Inspector General’s Report Busts Right-Wing Conspiracy Theories

Inspector General’s Report Busts Right-Wing Conspiracy Theories

Reprinted with permission from MediaMatters

The long-awaited Justice Department inspector general report on the Trump-Russia investigation is out, busting a multitude of right-wing media notions about a supposed political agenda to go after then-candidate Donald Trump.

Not that it’s likely to make much of a difference on Fox News. Sean Hannity has already declared: “Well, everything we said, everything we reported, everything we told you was dead-on center accurate.” (And as we shall see, he is no small player himself in the hype and lies that have been spread here.)

But how do the various Fox News claims and conspiracy theories stack up to the facts in the new IG report? The clips below are are just a small sample of each of these talking points; all of these lines were repeated or inferred countless times in the past few years.

“No predicate” for the investigation? Wrong.

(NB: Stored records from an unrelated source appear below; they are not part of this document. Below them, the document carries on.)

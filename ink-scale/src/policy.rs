// SPDX-License-Identifier: MIT
//! # Adaptive Rescale Policy
//!
//! Decides what region of the centered working buffer feeds the downsampler,
//! based on how much of the canvas the ink occupies.
//!
//! ## Decision Rule
//!
//! With `scale = max(extent.w / canvas.w, extent.h / canvas.h)`:
//! - **Reject** when `scale < reject_below` (default 0.1): too little ink to classify
//! - **PassThrough** when `scale > accept_above` (default 0.7): the ink already fills the canvas
//! - **Crop** otherwise: keep a window of `ceil(canvas * scale * crop_enlarge)` per axis
//!   (default enlargement 1.5) centered on the canvas
//!
//! Cropping small marks before downsampling makes them cover a larger share of the
//! output grid, so a thin "1" does not collapse into a nearly empty 28×28 vector.
//!
//! The same `scale` drives both axes, so the crop window keeps the canvas aspect
//! ratio and always contains the centered extent.

use crate::center::centering_offset;
use crate::extent::Extent;
use crate::raster::{RasterBuffer, Rect, ScaleError, Size};

/// Thresholds for the reject / pass-through / crop decision.
#[derive(Clone, Copy, Debug, PartialEq)]
pub struct RescalePolicy {
    /// Scale factors strictly below this are rejected.
    pub reject_below: f64,
    /// Scale factors strictly above this pass through uncropped.
    pub accept_above: f64,
    /// Multiplier applied to `canvas * scale` to size the crop window.
    pub crop_enlarge: f64,
}

impl Default for RescalePolicy {
    fn default() -> Self {
        Self {
            reject_below: 0.1,
            accept_above: 0.7,
            crop_enlarge: 1.5,
        }
    }
}

/// Outcome of the policy for one extent.
#[derive(Clone, Copy, Debug, PartialEq)]
pub enum RescalePlan {
    /// Ink is negligible; nothing should be downsampled.
    Reject { scale_factor: f64 },
    /// Use the full centered canvas unchanged.
    PassThrough { scale_factor: f64 },
    /// Crop the centered canvas to `window` before downsampling.
    Crop { scale_factor: f64, window: Rect },
}

impl RescalePlan {
    pub fn scale_factor(&self) -> f64 {
        match *self {
            RescalePlan::Reject { scale_factor }
            | RescalePlan::PassThrough { scale_factor }
            | RescalePlan::Crop { scale_factor, .. } => scale_factor,
        }
    }

    /// Short lowercase label, used in logs and reports.
    pub fn label(&self) -> &'static str {
        match self {
            RescalePlan::Reject { .. } => "reject",
            RescalePlan::PassThrough { .. } => "pass_through",
            RescalePlan::Crop { .. } => "crop",
        }
    }

    /// Turn the centered buffer into the final working buffer.
    ///
    /// Returns `Ok(None)` for [`RescalePlan::Reject`].
    pub fn apply(&self, centered: RasterBuffer) -> Result<Option<RasterBuffer>, ScaleError> {
        match self {
            RescalePlan::Reject { .. } => Ok(None),
            RescalePlan::PassThrough { .. } => Ok(Some(centered)),
            RescalePlan::Crop { window, .. } => centered.crop(*window).map(Some),
        }
    }
}

/// Fraction of the canvas covered by the extent along its dominant axis, in `[0, 1]`.
pub fn scale_factor(extent: Extent, canvas: Size) -> f64 {
    let sx = f64::from(extent.width) / f64::from(canvas.w.max(1));
    let sy = f64::from(extent.height) / f64::from(canvas.h.max(1));
    sx.max(sy).min(1.0)
}

const WHOLE_EPSILON: f64 = 1e-9;

/// Enlarged crop window of `ceil(canvas * scale * enlarge)` per axis, clamped to
/// `[1, canvas]` and centered on the canvas.
pub fn crop_window(canvas: Size, scale: f64, enlarge: f64) -> Rect {
    let side = |len: u32| -> u32 {
        let want = f64::from(len) * scale * enlarge;
        // `scale` is a rounded ratio; a product that should be whole may land a few ulps above it.
        let nearest = want.round();
        let want = if (want - nearest).abs() <= WHOLE_EPSILON * nearest.max(1.0) { nearest } else { want.ceil() };
        (want.max(1.0) as u32).min(len)
    };
    let (w, h) = (side(canvas.w), side(canvas.h));
    let (x, y) = centering_offset(Size { w, h }, canvas);
    Rect { x: x as u32, y: y as u32, w, h }
}

/// Compute the plan for an extent detected on a `canvas`-sized raster.
///
/// O(1).
pub fn build_plan(extent: Extent, canvas: Size, policy: RescalePolicy) -> RescalePlan {
    let scale_factor = scale_factor(extent, canvas);
    if scale_factor < policy.reject_below {
        RescalePlan::Reject { scale_factor }
    } else if scale_factor > policy.accept_above {
        RescalePlan::PassThrough { scale_factor }
    } else {
        RescalePlan::Crop {
            scale_factor,
            window: crop_window(canvas, scale_factor, policy.crop_enlarge),
        }
    }
}
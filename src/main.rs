use std::path::{Path, PathBuf};

use anyhow::{Context, Result};
use clap::Parser;
use ink_normalize::capture::{IdxImageSource, ImageFileSource, InkChannel, RasterSource, StrokeScript};
use ink_normalize::config::NormalizeConfig;
use ink_normalize::logging;
use ink_normalize::processing::{AsciiSink, JsonSink, Normalized, PreviewPngSink, TargetResolution};
use ink_normalize::session::NormalizeSession;

/// Normalize a freehand drawing into a classifier-ready feature vector.
///
/// INPUT is an image file (PNG, JPEG, ...), an IDX image set (use --index to
/// pick an image) or, with --strokes, a JSON stroke script.
#[derive(Parser, Debug)]
#[command(name = "inknorm")]
#[command(about = "✏️  Center, crop and downsample a drawing into a feature vector")]
struct Args {
    /// Input raster: image file, IDX image set, or stroke script with --strokes
    input: PathBuf,

    /// Output grid as WIDTHxHEIGHT
    #[arg(short, long, value_parser = parse_target, help = "Feature grid size, e.g. 28x28")]
    target: Option<TargetResolution>,

    /// JSON configuration file; flags override its values
    #[arg(short, long)]
    config: Option<PathBuf>,

    /// Which image channel carries the ink
    #[arg(long, value_enum)]
    channel: Option<InkChannel>,

    /// Samples strictly above this count as ink
    #[arg(long)]
    threshold: Option<u8>,

    /// Print the feature grid as text
    #[arg(long)]
    ascii: bool,

    /// Write a magnified PNG preview of the feature grid
    #[arg(long)]
    preview: Option<PathBuf>,

    /// Pixels per feature cell in the preview
    #[arg(long, default_value_t = 10)]
    preview_scale: u32,

    /// Print the result as a JSON document
    #[arg(long, conflicts_with = "ascii")]
    json: bool,

    /// Image index inside an IDX image set
    #[arg(long)]
    index: Option<usize>,

    /// Treat INPUT as a JSON stroke script
    #[arg(long)]
    strokes: bool,

    /// Log pipeline stages (same as RUST_LOG=debug)
    #[arg(short, long)]
    verbose: bool,
}

fn main() -> Result<()> {
    let args = Args::parse();
    logging::init_tracing_with_default(if args.verbose { "debug" } else { "info" })?;

    let config = resolve_config(&args)?;
    let pipeline = config.to_pipeline()?;
    let source = open_source(&args, config.ink_channel)?;

    let mut builder = NormalizeSession::builder().with_source(source).with_pipeline(pipeline);
    if args.ascii {
        builder = builder.with_sink(AsciiSink::new(std::io::stdout()));
    }
    if let Some(path) = &args.preview {
        builder = builder.with_sink(PreviewPngSink::new(path, args.preview_scale));
    }
    if args.json {
        builder = builder.with_sink(JsonSink::new(std::io::stdout()));
    }
    let mut session = builder.build()?;

    let report = session.run_once()?;
    match &report.outcome {
        Normalized::Features(features) => {
            if !args.json {
                println!(
                    "{}: {}x{} feature vector ({} values) in {:.2?}",
                    report.source,
                    features.width(),
                    features.height(),
                    features.len(),
                    report.elapsed
                );
            }
            if let Some(path) = &args.preview {
                if !args.json {
                    println!("Preview written to {}", path.display());
                }
            }
        }
        Normalized::NoContent(reason) => {
            if args.json {
                let doc = serde_json::json!({ "no_content": reason.label(), "message": reason.to_string() });
                println!("{}", doc);
            } else {
                println!("{}: no content ({})", report.source, reason);
            }
        }
    }
    session.finish();
    Ok(())
}

/// Load the config file (or defaults) and apply flag overrides.
fn resolve_config(args: &Args) -> Result<NormalizeConfig> {
    let mut config = match &args.config {
        Some(path) => NormalizeConfig::from_json_file(path)?,
        None => NormalizeConfig::default(),
    };
    if let Some(target) = args.target {
        config.target_width = target.width();
        config.target_height = target.height();
    }
    if let Some(channel) = args.channel {
        config.ink_channel = channel;
    }
    if let Some(threshold) = args.threshold {
        config.ink_threshold = threshold;
    }
    config.validate()?;
    Ok(config)
}

fn open_source(args: &Args, channel: InkChannel) -> Result<Box<dyn RasterSource>> {
    if args.strokes {
        let script = StrokeScript::from_json_file(&args.input)?;
        return Ok(Box::new(script.render()?));
    }
    if args.index.is_some() || looks_like_idx(&args.input) {
        let mut source = IdxImageSource::open(&args.input)?;
        source
            .select(args.index.unwrap_or(0))
            .with_context(|| format!("selecting image in {}", args.input.display()))?;
        return Ok(Box::new(source));
    }
    Ok(Box::new(ImageFileSource::new(&args.input, channel)))
}

/// MNIST files are named like `t10k-images-idx3-ubyte` or `*.idx3`.
fn looks_like_idx(path: &Path) -> bool {
    path.file_name()
        .and_then(|name| name.to_str())
        .map(|name| name.contains("idx3"))
        .unwrap_or(false)
}

fn parse_target(raw: &str) -> Result<TargetResolution, String> {
    raw.parse::<TargetResolution>().map_err(|e| e.to_string())
}

#[cfg(test)]
mod tests {
    use super::*;

    #[test]
    fn idx_names_are_recognised() {
        assert!(looks_like_idx(Path::new("data/t10k-images-idx3-ubyte")));
        assert!(looks_like_idx(Path::new("train.idx3")));
        assert!(!looks_like_idx(Path::new("digit.png")));
    }

    #[test]
    fn flags_override_config_values() {
        let args = Args::parse_from(["inknorm", "digit.png", "--target", "16x8", "--threshold", "10", "--channel", "luma"]);
        let config = resolve_config(&args).unwrap();
        assert_eq!((config.target_width, config.target_height), (16, 8));
        assert_eq!(config.ink_threshold, 10);
        assert_eq!(config.ink_channel, InkChannel::Luma);
        assert_eq!(config.crop_enlarge, 1.5);
    }

    #[test]
    fn bad_target_is_rejected_by_the_parser() {
        assert!(Args::try_parse_from(["inknorm", "digit.png", "--target", "0x28"]).is_err());
    }

    #[test]
    fn json_output_cannot_share_stdout_with_ascii() {
        let err = Args::try_parse_from(["inknorm", "digit.png", "--ascii", "--json"]).unwrap_err();
        assert_eq!(err.kind(), clap::error::ErrorKind::ArgumentConflict);
        assert!(Args::try_parse_from(["inknorm", "digit.png", "--json"]).is_ok());
        assert!(Args::try_parse_from(["inknorm", "digit.png", "--ascii"]).is_ok());
    }
}
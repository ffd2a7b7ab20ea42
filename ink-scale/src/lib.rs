// SPDX-License-Identifier: MIT
//! # ink-scale: Position and Scale Normalization for Ink Rasters
//!
//! This crate turns a raster of freehand ink into a fixed-resolution grayscale
//! feature vector, the input shape expected by small digit classifiers
//! (28×28 for MNIST-style networks).
//!
//! ## Pipeline
//!
//! The stages are pure functions over owned buffers and run in this order:
//! 1. [`extent::detect_extent`]: minimal bounding box of all ink pixels
//! 2. [`center::center_extent`]: translate that box to the middle of the canvas
//! 3. [`policy::build_plan`]: reject, pass through, or crop to an enlarged window
//! 4. [`boxfilter::box_downsample`]: area-average down to the target resolution
//!
//! The orchestration (absence signals, logging, collaborators) lives in the
//! `ink_normalize` crate; everything here is deterministic and allocation-bounded.
//!
//! ## Key Components
//!
//! - [`raster`]: `RasterBuffer`, `Size`, `Rect` and the crate error type
//! - [`extent`]: bounding box detection with a threshold ink predicate
//! - [`center`]: pure translation into a zero-filled working buffer
//! - [`policy`]: scale factor and the reject / pass-through / crop decision
//! - [`boxfilter`]: non-overlapping box-filter downsampling into a `FeatureVector`
//! - [`preview`]: ASCII and nearest-neighbour magnified views for display
//!
//! ## Usage Example
//!
//! ```rust
//! use ink_scale::boxfilter::box_downsample;
//! use ink_scale::center::center_extent;
//! use ink_scale::extent::{detect_extent, InkThreshold};
//! use ink_scale::policy::{build_plan, RescalePlan, RescalePolicy};
//! use ink_scale::raster::RasterBuffer;
//!
//! let mut samples = vec![0u8; 280 * 280];
//! for y in 100..180 {
//!     for x in 100..180 {
//!         samples[y * 280 + x] = 255;
//!     }
//! }
//! let raster = RasterBuffer::from_vec(280, 280, samples)?;
//!
//! let extent = detect_extent(&raster, InkThreshold::default()).expect("ink present");
//! let centered = center_extent(&raster, extent, raster.size())?;
//! let plan = build_plan(extent, raster.size(), RescalePolicy::default());
//! assert!(matches!(plan, RescalePlan::Crop { .. }));
//! let working = plan.apply(centered)?.expect("cropped, not rejected");
//! let features = box_downsample(&working, 28, 28)?;
//! assert_eq!(features.len(), 784);
//! # Ok::<(), ink_scale::raster::ScaleError>(())
//! ```

pub mod boxfilter;
pub mod center;
pub mod extent;
pub mod policy;
pub mod preview;
pub mod raster;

The report makes it clear how the investigation began in 2016: The FBI received a tip from an official with a “Friendly Foreign Government” — known to be Alexander Downer, then the Australian High Commissioner (ambassador) to the United Kingdom and also a former leader of Australia’s main conservative party — that Trump campaign aide George Papadopoulos said that “the Trump team had received some kind of suggestion from Russia that it could assist this process with the anonymous release of information during the campaign that would be damaging to Mrs. Clinton (and President Obama).” In addition, the report states that, “at the time, FBI officials involved in opening the investigation had reason to believe that Russia may have been connected to the Wikileaks disclosures that occurred earlier in July 2016, and were aware of information regarding Russia’s efforts to interfere with the 2016 U.S. elections.”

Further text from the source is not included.